On Tuesday we heard from two Labour MPs who are very worried about the policy. David Blunkett, the former home secretary, told us that the statistics produced by the Treasury were incorrect, that people have lost out in far larger numbers than were ever predicted.

'Showmanship qualities'

He wants the government to give them a one off rebate or at least to signal that there will be one in the autumn pre-Budget report. So is tax playing a part in the local elections?

He said: "I think people are still giving the government the benefit of the doubt and they'll certainly be voting on local issues - at least I'm praying they will be."

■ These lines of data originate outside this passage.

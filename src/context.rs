//! Reveal-state context for the deck page.
//!
//! The Deck component owns the scheduler driver and provides two signals to
//! every section: the set of reveal groups that have fired, and the current
//! scroll progress percentage. Both live exactly as long as the page.

use std::collections::HashSet;

use dioxus::prelude::*;

/// Reveal groups that have fired this session.
pub type RevealedGroups = HashSet<&'static str>;

/// Hook to access the fired reveal groups from context.
pub fn use_revealed() -> Signal<RevealedGroups> {
    use_context::<Signal<RevealedGroups>>()
}

/// Hook to access the clamped scroll progress percentage from context.
pub fn use_scroll_progress() -> Signal<f64> {
    use_context::<Signal<f64>>()
}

Another MP who is worried about the elections is Des Turner, the MP for Brighton Kemptown, a marginal seat.

George Osborne
George Osborne is also a keen follower of American politics

He said that he was at a loss to understand how the 10p tax policy had happened. He also expressed wider concerns about Gordon Brown's leadership and admitted that he felt disappointed.

"In some respects I have to say I do. He started out with a lovely sort of feeling of collegiality and it really felt good.

"But since the non-election, he does seem to have withdrawn, talking to his inner circle, rather than to others. Gordon is in fact, when he gets going, a very good adjudicator but he doesn't have the showmanship qualities that Tony Blair had."

All of this is grist to the Conservatives' mill and it is not surprising that they are doing well in the polls at the moment.

But they have questions to answer too. The shadow chancellor George Osborne came on the programme on Monday.

His party will be voting against the abolition of the 10p tax band but he won't say whether they will restore it at an estimated cost of 7bn. That, according to George Osborne, will have to wait until nearer the general election.

But it leaves the Tories open to the criticism that they are acting more like an opposition than a government in waiting.

Mr Osborne too has been to Washington. Just like that previous shadow chancellor, he is an aficionado of American politics.

Barely a speech of his (or David Cameron's) goes without the criticism of Gordon Brown "he didn't fix the roof while the sun was shining", a phrase right out of the American political lexicon.

But as one of our Radio Four sticklers might put it, don't we say 'mend the roof' in this country?